In places like the elementary school where I am principal, some parents who were hiding are poking their heads out doors. Children holding their breath since September are beginning to exhale.

But the danger isn’t over; it’s just somewhere else. LA, Washington DC, Chicago. Then Charlotte, New Orleans Minneapolis.

News stations call them “stings” and “sweeps” and “crackdowns” – words that suggest a line between those in and out of focus: targets and civilians, innocent and guilty.

But in one Chicago school, a third grade boy stopped eating because he was afraid to type in his lunch code, worried ICE would somehow see it and know where he was, or his family.

In another, agents entered a schoolyard in the middle of the day and took a landscaper while children were inside learning.

The Department of Homeland Security says these operations target “gang members, rapists, kidnappers, and drug traffickers”, the “worst of the worst” and “Criminal Illegal Aliens Released From Jail and Back into American Communities”.

They want us to imagine dark strangers who put others in danger.
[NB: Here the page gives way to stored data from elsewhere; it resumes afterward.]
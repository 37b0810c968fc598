//! Job execution: one job is either an exact-duplicate removal pass or a
//! template-matching sweep plus removal pass.
//!
//! The document handle is owned by one stage at a time: the `PdfReader` used
//! by the read stages is dropped before the `PdfEditor` opens the file for
//! mutation.

use std::collections::HashSet;
use std::path::{Path, PathBuf};

use tracing::{info, warn};

use crate::config::job::{RemovalMethod, Selection};
use crate::error::DelogoError;
use crate::extract::dedup::{UniqueImageGroup, merge_duplicates};
use crate::extract::{RasterComponent, extract_raster_components};
use crate::pdf::editor::PdfEditor;
use crate::pdf::reader::PdfReader;
use crate::removal::{RemovalTarget, execute_removal};

/// Configuration for a single job.
#[derive(Debug, Clone)]
pub struct JobConfig {
    pub input_path: PathBuf,
    pub output_path: PathBuf,
    /// Some: template-matching path. None: exact-duplicate path.
    pub template_path: Option<PathBuf>,
    pub method: RemovalMethod,
    pub threshold: f64,
    pub min_scale: f64,
    pub max_scale: f64,
    pub scale_steps: u32,
    /// 0-based page subset; `None` processes all pages.
    pub pages: Option<Vec<u32>>,
    /// Group selection for the exact-duplicate path.
    pub selection: Selection,
    /// Directory for saving unique-group representatives for inspection.
    pub dump_dir: Option<PathBuf>,
    pub dpi: u32,
}

/// Terminal outcome of a job. Empty results are distinct from failure.
#[derive(Debug, Clone, PartialEq, Eq)]
pub enum JobOutcome {
    Removed { removed: usize, requested: usize },
    /// Sweep found no match above the threshold; output not written.
    NoCandidates,
    /// Document contains no embedded raster images; output not written.
    NoRasterImages,
    /// Selection resolved to no groups; output not written.
    NothingSelected,
}

/// Result of processing a single job.
#[derive(Debug)]
pub struct JobResult {
    pub input_path: PathBuf,
    pub output_path: PathBuf,
    pub pages_touched: usize,
    pub outcome: JobOutcome,
}

/// Run a single job: locate targets, then mutate and persist the document.
pub fn run_job(config: &JobConfig) -> crate::error::Result<JobResult> {
    validate(config)?;

    let targets = match &config.template_path {
        Some(template_path) => collect_template_targets(config, template_path)?,
        None => collect_exact_targets(config)?,
    };

    let targets = match targets {
        Ok(targets) => targets,
        Err(outcome) => {
            // Empty result: a distinct terminal outcome, not a failure. The
            // source is left untouched and no output file is produced.
            return Ok(JobResult {
                input_path: config.input_path.clone(),
                output_path: config.output_path.clone(),
                pages_touched: 0,
                outcome,
            });
        }
    };

    // Mutation stage: exclusive ownership of the document.
    let mut editor = PdfEditor::open(&config.input_path)?;
    let summary = execute_removal(&mut editor, &targets);
    editor.save(&config.output_path)?;

    Ok(JobResult {
        input_path: config.input_path.clone(),
        output_path: config.output_path.clone(),
        pages_touched: summary.pages_touched,
        outcome: JobOutcome::Removed {
            removed: summary.removed,
            requested: summary.requested,
        },
    })
}

/// Fatal precondition checks. Everything below this tier is handled at the
/// component boundary that produces it.
fn validate(config: &JobConfig) -> crate::error::Result<()> {
    if !(config.threshold > 0.0 && config.threshold <= 1.0) {
        return Err(DelogoError::config(format!(
            "threshold must be in (0, 1], got {}",
            config.threshold
        )));
    }
    if config.min_scale <= 0.0 || config.min_scale > config.max_scale {
        return Err(DelogoError::config(format!(
            "invalid scale range [{}, {}]",
            config.min_scale, config.max_scale
        )));
    }
    if config.scale_steps == 0 {
        return Err(DelogoError::config("scale_steps must be at least 1"));
    }
    if config.dpi == 0 {
        return Err(DelogoError::config("dpi must be positive"));
    }
    if config.output_path == config.input_path {
        return Err(DelogoError::config(
            "output path must differ from the input path; the source is never mutated in place",
        ));
    }
    Ok(())
}

/// Template-matching path: sweep the document and convert every candidate to
/// a region cover in PDF points.
#[cfg(feature = "render")]
fn collect_template_targets(
    config: &JobConfig,
    template_path: &Path,
) -> crate::error::Result<Result<Vec<RemovalTarget>, JobOutcome>> {
    use std::collections::HashMap;

    use crate::matching::load_template;
    use crate::matching::sweep::{SweepConfig, run_sweep};
    use crate::pdf::content_stream::BBox;

    // Fatal preconditions: template and document must load before any work.
    let template = load_template(template_path)?;
    let reader = PdfReader::open(&config.input_path)?;
    let page_count = reader.page_count();

    // Page heights are needed to flip match coordinates from the raster's
    // top-left origin into PDF bottom-left points after the sweep.
    let mut page_dims: HashMap<u32, (f64, f64)> = HashMap::new();
    for page_index in 0..page_count {
        match reader.page_dimensions(page_index + 1) {
            Ok(dims) => {
                page_dims.insert(page_index, dims);
            }
            Err(e) => {
                warn!(page = page_index + 1, error = %e, "page dimensions unavailable");
            }
        }
    }
    drop(reader);

    let sweep_config = SweepConfig {
        min_scale: config.min_scale,
        max_scale: config.max_scale,
        scale_steps: config.scale_steps,
        threshold: config.threshold,
        pages: config.pages.clone(),
        dpi: config.dpi,
    };
    let candidates = run_sweep(&config.input_path, page_count, &template, &sweep_config, None)?;

    if candidates.is_empty() {
        return Ok(Err(JobOutcome::NoCandidates));
    }

    let px_to_pt = 72.0 / config.dpi as f64;
    let mut targets = Vec::new();
    for candidate in candidates {
        let Some(&(_, page_h_pts)) = page_dims.get(&candidate.page_index) else {
            warn!(
                page = candidate.page_index + 1,
                "dropping candidate on page without known dimensions"
            );
            continue;
        };
        // Flip the vertical axis: raster row 0 is the top of the page.
        let bbox = BBox {
            x_min: candidate.bbox.x_min * px_to_pt,
            y_min: page_h_pts - candidate.bbox.y_max * px_to_pt,
            x_max: candidate.bbox.x_max * px_to_pt,
            y_max: page_h_pts - candidate.bbox.y_min * px_to_pt,
        };
        targets.push(RemovalTarget::RegionCover {
            page_index: candidate.page_index,
            bbox,
        });
    }

    if targets.is_empty() {
        return Ok(Err(JobOutcome::NoCandidates));
    }
    Ok(Ok(targets))
}

#[cfg(not(feature = "render"))]
fn collect_template_targets(
    _config: &JobConfig,
    _template_path: &Path,
) -> crate::error::Result<Result<Vec<RemovalTarget>, JobOutcome>> {
    Err(DelogoError::config(
        "template matching requires the 'render' feature",
    ))
}

/// Exact-duplicate path: extract, deduplicate, apply the declarative
/// selection, and turn every member occurrence into a removal target.
fn collect_exact_targets(
    config: &JobConfig,
) -> crate::error::Result<Result<Vec<RemovalTarget>, JobOutcome>> {
    let reader = PdfReader::open(&config.input_path)?;
    let components = extract_raster_components(&reader);
    drop(reader);

    if components.is_empty() {
        info!("no embedded raster images found");
        return Ok(Err(JobOutcome::NoRasterImages));
    }

    let groups = merge_duplicates(&components);
    info!(
        components = components.len(),
        groups = groups.len(),
        "merged duplicate images"
    );
    log_group_listing(&groups);

    if let Some(dump_dir) = &config.dump_dir {
        dump_group_representatives(&groups, dump_dir)?;
    }

    let chosen = apply_selection(&groups, &config.selection);
    if chosen.is_empty() {
        return Ok(Err(JobOutcome::NothingSelected));
    }

    let selected_hashes: HashSet<&str> = chosen
        .iter()
        .map(|g| g.representative.content_hash.as_str())
        .collect();

    let page_filter: Option<HashSet<u32>> = config
        .pages
        .as_ref()
        .map(|pages| pages.iter().copied().collect());

    let targets: Vec<RemovalTarget> = components
        .iter()
        .filter(|c| selected_hashes.contains(c.content_hash.as_str()))
        .filter(|c| {
            page_filter
                .as_ref()
                .is_none_or(|pages| pages.contains(&c.raster.page_index))
        })
        .map(|c| exact_target(c, config.method))
        .collect();

    if targets.is_empty() {
        return Ok(Err(JobOutcome::NothingSelected));
    }
    Ok(Ok(targets))
}

/// Map one component occurrence to a removal target per the configured
/// method. Covering needs a region; a component without a recovered placement
/// can only be deleted.
fn exact_target(component: &RasterComponent, method: RemovalMethod) -> RemovalTarget {
    match (method, &component.bbox) {
        (RemovalMethod::Cover, Some(bbox)) => RemovalTarget::RegionCover {
            page_index: component.raster.page_index,
            bbox: bbox.clone(),
        },
        _ => RemovalTarget::ExactObject {
            raster: component.raster.clone(),
            bbox: component.bbox.clone(),
        },
    }
}

/// Ranked group listing, mirroring what an operator reviews when choosing
/// `select` indices.
fn log_group_listing(groups: &[UniqueImageGroup]) {
    for (i, group) in groups.iter().enumerate() {
        let pages: Vec<String> = group
            .page_indices
            .iter()
            .map(|p| (p + 1).to_string())
            .collect();
        info!(
            group = i + 1,
            name = %group.representative.raster.name,
            dimensions = format!(
                "{}x{}",
                group.representative.width, group.representative.height
            ),
            size_kb = format!("{:.1}", group.representative.byte_size as f64 / 1024.0),
            occurrences = group.occurrence_count,
            pages = pages.join(", "),
            "unique image group"
        );
    }
}

/// Save each group representative's raw encoded bytes for offline review.
fn dump_group_representatives(
    groups: &[UniqueImageGroup],
    dump_dir: &Path,
) -> crate::error::Result<()> {
    std::fs::create_dir_all(dump_dir)?;
    for (i, group) in groups.iter().enumerate() {
        let ext = match group.representative.encoding.as_str() {
            "jpeg" => "jpg",
            "jp2" => "jp2",
            _ => "bin",
        };
        let path = dump_dir.join(format!("image_{}.{ext}", i + 1));
        std::fs::write(&path, &group.representative.bytes)?;
        info!(group = i + 1, path = %path.display(), "saved group representative");
    }
    Ok(())
}

/// Resolve the declarative selection against the ranked group list. Invalid
/// 1-based indices are dropped with a warning.
fn apply_selection<'a>(
    groups: &'a [UniqueImageGroup],
    selection: &Selection,
) -> Vec<&'a UniqueImageGroup> {
    match selection {
        Selection::All => groups.iter().collect(),
        Selection::None => Vec::new(),
        Selection::Groups(indices) => indices
            .iter()
            .filter_map(|&i| {
                let group = groups.get(i - 1);
                if group.is_none() {
                    warn!(group = i, total = groups.len(), "ignoring out-of-range group selection");
                }
                group
            })
            .collect(),
    }
}
use tracing::{error, info};

use crate::pipeline::job_runner::{JobConfig, JobResult, run_job};

/// Run a batch of jobs in order, collecting per-job results. One job's
/// failure never prevents the remaining jobs from running.
pub fn run_all_jobs(jobs: &[JobConfig]) -> Vec<crate::error::Result<JobResult>> {
    jobs.iter()
        .enumerate()
        .map(|(i, job)| {
            info!(
                job = i + 1,
                total = jobs.len(),
                input = %job.input_path.display(),
                "starting job"
            );
            let result = run_job(job);
            if let Err(e) = &result {
                error!(job = i + 1, error = %e, "job failed");
            }
            result
        })
        .collect()
}
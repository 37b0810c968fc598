pub mod config;
pub mod error;
pub mod extract;
pub mod matching;
pub mod pdf;
pub mod pipeline;
pub mod removal;

#[cfg(feature = "render")]
pub mod render;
Trump himself calls immigrants “animals” and “rough people” who are “poisoning the blood of our country”.

But when they talk about immigration, they are talking about our students. About you, or your grandmother. Your neighbor. People who walk their kids to school.

Most years, my job is to make sure we have enough copy paper and to observe classes, such as the room I visited on Halloween when a teacher dressed like a Teletubby read aloud to eighth graders from The Tell-Tale Heart.

This year, in the same building: a student who had begun barricading his bedroom door each night, terrified agents would appear; a mom in the hallway whose eyes welled with tears when I asked: “How are you?”, and who said to me: “I’m just so scared.”

I am in awe of her, and her children, who have spent months living through terror: doing math homework. Bringing cupcakes for a class party. Holding their breath each time a car turns down the street.

In every classroom on Earth, good and bad things happen every day. Working in schools means existing in contradiction: children are resilient. And also, they remember.

One in five Chicagoans is an immigrant. One in 12 Chicago households includes someone undocumented.

What does it feel like for your child to ask who cares for them if you are taken? To go to school in the morning worried your parents won’t be there when you get home?

How can you call an operation targeted when it blankets a city in fear?

Since September, federal officers have arrested more than 4,000 people in Chicago and nearby towns: masked agents, trucks with dark windows, people taken so suddenly at least one left a car in the street with the keys still in it.

Agents detained children and arrested US citizens, say reports. They killed a man, and shot a woman. They used teargas and other chemical agents 49 times, according to a media investigation. Video showed an agent firing pepper balls at a pastor.

But a report early this month identified just a fraction of those detained as having criminal arrests or convictions.

None of us knows yet what effect this will have on our children, or their families, or our city. But that’s a reckoning we will have to face soon: here, and in every town that’s next.

I don’t begrudge the places Trump so far passed over, but that was never going to be Chicago. Not this city, built by immigrants, where our mayor and governor remain defiant. Not Chicago, where immigrant leaders and allies built a model for fighting back: filing lawsuits, blowing whistles, buying groceries and driving one another’s kids to school.

But as hopeful – and difference-making – as those stories are, you can’t feel good in this moment. You don’t tell a child “it’s OK” when it isn’t, and it won’t be.

What you say is: this is awful. What you say is: I am sorry. What you say is: we are going to try to make things better.

The writer Nelson Algren once said loving Chicago is like loving a woman with a broken nose. I always thought that line was sexist – that Algren meant Chicago, like the woman, was imperfect: less than beautiful.

I hear it differently now. A nose that’s been broken means a person who’s been punched.

That’s what this was: not a sweep or a strike or a crackdown, but a fist thrown out. A beating. That’s what our city took: a beating.

But Chicago is still here.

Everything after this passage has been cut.